SUPPLIED MATERIAL
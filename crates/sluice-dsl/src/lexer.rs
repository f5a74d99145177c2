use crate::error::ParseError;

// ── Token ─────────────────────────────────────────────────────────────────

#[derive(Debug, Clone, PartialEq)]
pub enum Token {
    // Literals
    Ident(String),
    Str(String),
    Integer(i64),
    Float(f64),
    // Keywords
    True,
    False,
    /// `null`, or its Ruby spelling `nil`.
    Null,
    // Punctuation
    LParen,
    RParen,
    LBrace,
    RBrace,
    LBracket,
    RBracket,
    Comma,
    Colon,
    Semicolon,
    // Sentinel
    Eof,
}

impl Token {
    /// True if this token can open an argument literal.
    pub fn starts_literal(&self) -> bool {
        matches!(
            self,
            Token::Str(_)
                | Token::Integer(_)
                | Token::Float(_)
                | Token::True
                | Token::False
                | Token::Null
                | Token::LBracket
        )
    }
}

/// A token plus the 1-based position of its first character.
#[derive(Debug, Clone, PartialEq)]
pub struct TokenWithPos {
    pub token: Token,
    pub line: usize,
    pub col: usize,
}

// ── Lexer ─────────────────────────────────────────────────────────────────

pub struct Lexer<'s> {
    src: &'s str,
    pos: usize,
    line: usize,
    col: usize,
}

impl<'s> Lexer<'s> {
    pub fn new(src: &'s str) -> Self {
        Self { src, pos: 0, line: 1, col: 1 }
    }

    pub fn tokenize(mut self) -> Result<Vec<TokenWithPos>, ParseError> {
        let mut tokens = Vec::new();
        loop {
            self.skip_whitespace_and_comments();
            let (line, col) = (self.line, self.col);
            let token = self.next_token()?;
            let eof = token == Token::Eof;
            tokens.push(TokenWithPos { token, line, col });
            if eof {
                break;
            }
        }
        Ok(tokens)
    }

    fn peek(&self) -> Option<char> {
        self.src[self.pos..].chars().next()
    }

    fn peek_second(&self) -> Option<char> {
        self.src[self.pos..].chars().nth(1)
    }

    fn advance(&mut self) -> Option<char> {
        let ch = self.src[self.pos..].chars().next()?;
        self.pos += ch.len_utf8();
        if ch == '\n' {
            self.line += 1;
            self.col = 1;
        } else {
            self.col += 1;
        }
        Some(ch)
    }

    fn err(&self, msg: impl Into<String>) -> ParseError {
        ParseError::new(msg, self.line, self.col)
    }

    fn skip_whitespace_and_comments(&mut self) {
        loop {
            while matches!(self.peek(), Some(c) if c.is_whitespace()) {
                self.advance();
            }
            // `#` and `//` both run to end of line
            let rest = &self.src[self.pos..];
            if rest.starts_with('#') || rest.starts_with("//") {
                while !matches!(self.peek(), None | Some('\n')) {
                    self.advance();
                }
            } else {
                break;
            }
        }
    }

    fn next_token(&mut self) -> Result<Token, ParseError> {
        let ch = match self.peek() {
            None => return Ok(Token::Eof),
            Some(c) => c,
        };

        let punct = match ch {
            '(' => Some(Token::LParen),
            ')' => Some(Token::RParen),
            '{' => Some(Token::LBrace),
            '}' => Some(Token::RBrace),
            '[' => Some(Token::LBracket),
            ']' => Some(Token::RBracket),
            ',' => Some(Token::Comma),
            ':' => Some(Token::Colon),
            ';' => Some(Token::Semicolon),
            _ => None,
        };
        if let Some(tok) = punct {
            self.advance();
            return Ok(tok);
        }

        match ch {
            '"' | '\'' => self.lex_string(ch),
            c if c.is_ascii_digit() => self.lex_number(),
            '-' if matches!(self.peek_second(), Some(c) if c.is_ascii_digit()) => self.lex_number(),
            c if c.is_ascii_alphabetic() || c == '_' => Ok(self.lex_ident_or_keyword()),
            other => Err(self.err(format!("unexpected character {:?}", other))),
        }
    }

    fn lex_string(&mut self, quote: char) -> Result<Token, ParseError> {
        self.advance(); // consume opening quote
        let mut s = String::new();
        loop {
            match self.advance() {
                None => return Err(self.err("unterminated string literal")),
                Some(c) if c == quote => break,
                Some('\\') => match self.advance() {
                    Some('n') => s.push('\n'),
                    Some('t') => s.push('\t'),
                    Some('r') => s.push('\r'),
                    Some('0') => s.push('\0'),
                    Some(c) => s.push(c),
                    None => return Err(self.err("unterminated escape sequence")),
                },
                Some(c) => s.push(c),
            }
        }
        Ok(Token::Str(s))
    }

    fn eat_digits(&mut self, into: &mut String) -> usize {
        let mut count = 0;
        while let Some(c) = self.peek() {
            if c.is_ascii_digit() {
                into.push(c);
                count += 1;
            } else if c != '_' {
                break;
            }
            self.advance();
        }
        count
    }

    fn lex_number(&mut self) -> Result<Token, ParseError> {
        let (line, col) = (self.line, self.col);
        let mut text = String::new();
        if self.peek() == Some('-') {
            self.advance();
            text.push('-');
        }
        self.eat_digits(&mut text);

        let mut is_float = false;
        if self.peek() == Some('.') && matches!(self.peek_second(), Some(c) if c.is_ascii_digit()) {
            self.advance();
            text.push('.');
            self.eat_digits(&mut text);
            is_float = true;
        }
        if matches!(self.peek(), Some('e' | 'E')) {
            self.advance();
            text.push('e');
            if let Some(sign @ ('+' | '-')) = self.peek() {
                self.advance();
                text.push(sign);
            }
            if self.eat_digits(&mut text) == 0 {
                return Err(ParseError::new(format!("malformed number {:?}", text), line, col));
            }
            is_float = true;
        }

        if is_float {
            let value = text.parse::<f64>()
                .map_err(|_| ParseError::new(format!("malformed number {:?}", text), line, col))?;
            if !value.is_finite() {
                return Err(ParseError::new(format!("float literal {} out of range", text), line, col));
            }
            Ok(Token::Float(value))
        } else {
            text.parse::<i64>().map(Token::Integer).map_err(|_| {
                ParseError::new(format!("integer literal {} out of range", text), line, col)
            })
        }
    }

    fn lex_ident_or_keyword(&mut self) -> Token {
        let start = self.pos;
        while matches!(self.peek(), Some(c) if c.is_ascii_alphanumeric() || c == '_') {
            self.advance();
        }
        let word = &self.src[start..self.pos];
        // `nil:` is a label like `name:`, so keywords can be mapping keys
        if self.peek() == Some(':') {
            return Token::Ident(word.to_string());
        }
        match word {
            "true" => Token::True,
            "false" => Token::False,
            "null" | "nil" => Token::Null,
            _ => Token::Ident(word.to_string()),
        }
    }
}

YOUR ASSIGNMENT
Transcribe every record verbatim.

ANSWER BOX
filename crates/sluice-dsl/src/lexer.rs
repository f5a74d99145177c2
use crate::error::ParseError;

// ── Token ─────────────────────────────────────────────────────────────────

#[derive(Debug, Clone, PartialEq)]
pub enum Token {
    // Literals
    Ident(String),
    Str(String),
    Integer(i64),
    Float(f64),
    // Keywords
    True,
    False,
    /// `null`, or its Ruby spelling `nil`.
    Null,
    // Punctuation
    LParen,
    RParen,
    LBrace,
    RBrace,
    LBracket,
    RBracket,
    Comma,
    Colon,
    Semicolon,
    // Sentinel
    Eof,
}

impl Token {
    /// True if this token can open an argument literal.
    pub fn starts_literal(&self) -> bool {
        matches!(
            self,
            Token::Str(_)
                | Token::Integer(_)
                | Token::Float(_)
                | Token::True
                | Token::False
                | Token::Null
                | Token::LBracket
        )
    }
}

/// A token plus the 1-based position of its first character.
#[derive(Debug, Clone, PartialEq)]
pub struct TokenWithPos {
    pub token: Token,
    pub line: usize,
    pub col: usize,
}

// ── Lexer ─────────────────────────────────────────────────────────────────

pub struct Lexer<'s> {
    src: &'s str,
    pos: usize,
    line: usize,
    col: usize,
}

impl<'s> Lexer<'s> {
    pub fn new(src: &'s str) -> Self {
        Self { src, pos: 0, line: 1, col: 1 }
    }

    pub fn tokenize(mut self) -> Result<Vec<TokenWithPos>, ParseError> {
        let mut tokens = Vec::new();
        loop {
            self.skip_whitespace_and_comments();
            let (line, col) = (self.line, self.col);
            let token = self.next_token()?;
            let eof = token == Token::Eof;
            tokens.push(TokenWithPos { token, line, col });
            if eof {
                break;
            }
        }
        Ok(tokens)
    }

    fn peek(&self) -> Option<char> {
        self.src[self.pos..].chars().next()
    }

    fn peek_second(&self) -> Option<char> {
        self.src[self.pos..].chars().nth(1)
    }

    fn advance(&mut self) -> Option<char> {
        let ch = self.src[self.pos..].chars().next()?;
        self.pos += ch.len_utf8();
        if ch == '\n' {
            self.line += 1;
            self.col = 1;
        } else {
            self.col += 1;
        }
        Some(ch)
    }

    fn err(&self, msg: impl Into<String>) -> ParseError {
        ParseError::new(msg, self.line, self.col)
    }

    fn skip_whitespace_and_comments(&mut self) {
        loop {
            while matches!(self.peek(), Some(c) if c.is_whitespace()) {
                self.advance();
            }
            // `#` and `//` both run to end of line
            let rest = &self.src[self.pos..];
            if rest.starts_with('#') || rest.starts_with("//") {
                while !matches!(self.peek(), None | Some('\n')) {
                    self.advance();
                }
            } else {
                break;
            }
        }
    }

    fn next_token(&mut self) -> Result<Token, ParseError> {
        let ch = match self.peek() {
            None => return Ok(Token::Eof),
            Some(c) => c,
        };

        let punct = match ch {
            '(' => Some(Token::LParen),
            ')' => Some(Token::RParen),
            '{' => Some(Token::LBrace),
            '}' => Some(Token::RBrace),
            '[' => Some(Token::LBracket),
            ']' => Some(Token::RBracket),
            ',' => Some(Token::Comma),
            ':' => Some(Token::Colon),
            ';' => Some(Token::Semicolon),
            _ => None,
        };
        if let Some(tok) = punct {
            self.advance();
            return Ok(tok);
        }

        match ch {
            '"' | '\'' => self.lex_string(ch),
            c if c.is_ascii_digit() => self.lex_number(),
            '-' if matches!(self.peek_second(), Some(c) if c.is_ascii_digit()) => self.lex_number(),
            c if c.is_ascii_alphabetic() || c == '_' => Ok(self.lex_ident_or_keyword()),
            other => Err(self.err(format!("unexpected character {:?}", other))),
        }
    }

    fn lex_string(&mut self, quote: char) -> Result<Token, ParseError> {
        self.advance(); // consume opening quote
        let mut s = String::new();
        loop {
            match self.advance() {
                None => return Err(self.err("unterminated string literal")),
                Some(c) if c == quote => break,
                Some('\\') => match self.advance() {
                    Some('n') => s.push('\n'),
                    Some('t') => s.push('\t'),
                    Some('r') => s.push('\r'),
                    Some('0') => s.push('\0'),
                    Some(c) => s.push(c),
                    None => return Err(self.err("unterminated escape sequence")),
                },
                Some(c) => s.push(c),
            }
        }
        Ok(Token::Str(s))
    }

    fn eat_digits(&mut self, into: &mut String) -> usize {
        let mut count = 0;
        while let Some(c) = self.peek() {
            if c.is_ascii_digit() {
                into.push(c);
                count += 1;
            } else if c != '_' {
                break;
            }
            self.advance();
        }
        count
    }

    fn lex_number(&mut self) -> Result<Token, ParseError> {
        let (line, col) = (self.line, self.col);
        let mut text = String::new();
        if self.peek() == Some('-') {
            self.advance();
            text.push('-');
        }
        self.eat_digits(&mut text);

        let mut is_float = false;
        if self.peek() == Some('.') && matches!(self.peek_second(), Some(c) if c.is_ascii_digit()) {
            self.advance();
            text.push('.');
            self.eat_digits(&mut text);
            is_float = true;
        }
        if matches!(self.peek(), Some('e' | 'E')) {
            self.advance();
            text.push('e');
            if let Some(sign @ ('+' | '-')) = self.peek() {
                self.advance();
                text.push(sign);
            }
            if self.eat_digits(&mut text) == 0 {
                return Err(ParseError::new(format!("malformed number {:?}", text), line, col));
            }
            is_float = true;
        }

        if is_float {
            let value = text.parse::<f64>()
                .map_err(|_| ParseError::new(format!("malformed number {:?}", text), line, col))?;
            if !value.is_finite() {
                return Err(ParseError::new(format!("float literal {} out of range", text), line, col));
            }
            Ok(Token::Float(value))
        } else {
            text.parse::<i64>().map(Token::Integer).map_err(|_| {
                ParseError::new(format!("integer literal {} out of range", text), line, col)
            })
        }
    }

    fn lex_ident_or_keyword(&mut self) -> Token {
        let start = self.pos;
        while matches!(self.peek(), Some(c) if c.is_ascii_alphanumeric() || c == '_') {
            self.advance();
        }
        let word = &self.src[start..self.pos];
        // `nil:` is a label like `name:`, so keywords can be mapping keys
        if self.peek() == Some(':') {
            return Token::Ident(word.to_string());
        }
        match word {
            "true" => Token::True,
            "false" => Token::False,
            "null" | "nil" => Token::Null,
            _ => Token::Ident(word.to_string()),
        }
    }
}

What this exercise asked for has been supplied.